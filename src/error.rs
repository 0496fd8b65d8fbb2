use thiserror::Error;

/// Raised when a string is not a plain `<major>.<minor>.<patch>` version.
#[derive(Debug, Clone, PartialEq, Eq, Error)]
pub enum VersionError {
    #[error("malformed version {input:?}: expected <major>.<minor>.<patch>")]
    MalformedVersion { input: String },
}

/// A feature table entry whose minimum version does not parse.
#[derive(Debug, Clone, PartialEq, Eq, Error)]
pub enum RegistryError {
    #[error("feature {feature} has an invalid minimum version: {source}")]
    InvalidRequirement {
        feature: &'static str,
        #[source]
        source: VersionError,
    },
}

#[derive(Debug, Clone, PartialEq, Eq, Error)]
#[error("unknown feature {0:?}")]
pub struct UnknownFeature(pub String);

#[cfg(feature = "remote")]
#[derive(Debug, Error)]
pub enum RemoteError {
    #[error("health request failed: {0}")]
    Http(#[from] reqwest::Error),
    #[error("health response from {url} has no version field")]
    MissingVersion { url: String },
}
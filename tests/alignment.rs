//! Alignment edge case tests.
//!
//! Verifies that allocations respect alignment requirements for various
//! alignment values, including over-aligned allocations, with the
//! allocator installed as the global allocator.

use spanalloc::SpanAlloc;
use std::alloc::{GlobalAlloc, Layout};

#[global_allocator]
static GLOBAL: SpanAlloc = SpanAlloc::new();

#[test]
fn test_standard_alignments() {
    for align in [1, 2, 4, 8, 16] {
        for &size in &[1, 7, 8, 15, 16, 31, 64, 255, 256, 1024, 4096] {
            if size < align {
                continue;
            }
            let layout = Layout::from_size_align(size, align).unwrap();
            let ptr = unsafe { GLOBAL.alloc(layout) };
            assert!(!ptr.is_null(), "alloc failed: size={size}, align={align}");
            assert_eq!(
                ptr as usize % align,
                0,
                "misaligned: ptr={ptr:?}, size={size}, align={align}"
            );
            // Write to verify it's usable
            unsafe { ptr.write_bytes(0xAB, size) };
            unsafe { GLOBAL.dealloc(ptr, layout) };
        }
    }
}

#[test]
fn test_over_aligned_small_and_medium() {
    for align in [32usize, 64, 128, 256, 1024] {
        for &size in &[32usize, 192, 256, 1024, 4096, 20_000] {
            let layout = Layout::from_size_align(size, align).unwrap();
            let ptr = unsafe { GLOBAL.alloc(layout) };
            assert!(!ptr.is_null(), "alloc failed: size={size}, align={align}");
            assert_eq!(
                ptr as usize % align,
                0,
                "misaligned: ptr={ptr:?}, size={size}, align={align}"
            );
            unsafe { ptr.write_bytes(0xCD, size) };
            unsafe { GLOBAL.dealloc(ptr, layout) };
        }
    }
}

#[test]
fn test_over_aligned_consecutive_are_disjoint() {
    // Three sequential 192-byte allocations at align 64 must all succeed
    // and not overlap.
    let layout = Layout::from_size_align(192, 64).unwrap();
    let ptrs: Vec<*mut u8> = (0..3)
        .map(|_| {
            let p = unsafe { GLOBAL.alloc(layout) };
            assert!(!p.is_null());
            assert_eq!(p as usize % 64, 0);
            unsafe { p.write_bytes(0xEE, 192) };
            p
        })
        .collect();

    for (i, &p) in ptrs.iter().enumerate() {
        for &q in &ptrs[i + 1..] {
            let (p, q) = (p as usize, q as usize);
            assert!(p + 192 <= q || q + 192 <= p, "overlap: {p:#x} and {q:#x}");
        }
    }

    for p in ptrs {
        unsafe { GLOBAL.dealloc(p, layout) };
    }
}

#[test]
fn test_large_alignments_on_big_blocks() {
    // Alignments up to half a span on span-filling and multi-span sizes.
    for align in [4096usize, 16384, 32768] {
        for &size in &[40_000usize, 65_000, 200_000] {
            let layout = Layout::from_size_align(size, align).unwrap();
            let ptr = unsafe { GLOBAL.alloc(layout) };
            assert!(!ptr.is_null(), "alloc failed: size={size}, align={align}");
            assert_eq!(ptr as usize % align, 0);
            unsafe {
                *ptr = 0x11;
                *ptr.add(size - 1) = 0x22;
                assert_eq!(*ptr, 0x11);
                assert_eq!(*ptr.add(size - 1), 0x22);
                GLOBAL.dealloc(ptr, layout);
            }
        }
    }
}

#[test]
fn test_alloc_zeroed_is_zeroed() {
    // Recycled blocks are dirty; alloc_zeroed must scrub them.
    let layout = Layout::from_size_align(512, 8).unwrap();
    let p = unsafe { GLOBAL.alloc(layout) };
    unsafe {
        p.write_bytes(0xFF, 512);
        GLOBAL.dealloc(p, layout);
        let q = GLOBAL.alloc_zeroed(layout);
        for i in 0..512 {
            assert_eq!(*q.add(i), 0, "dirty byte at {i}");
        }
        GLOBAL.dealloc(q, layout);
    }
}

__WHAT TO PRODUCE__
For each line above that contains the word "static", copy that line.

__RESPONSE__
        feature: &'static str,
static GLOBAL: SpanAlloc = SpanAlloc::new();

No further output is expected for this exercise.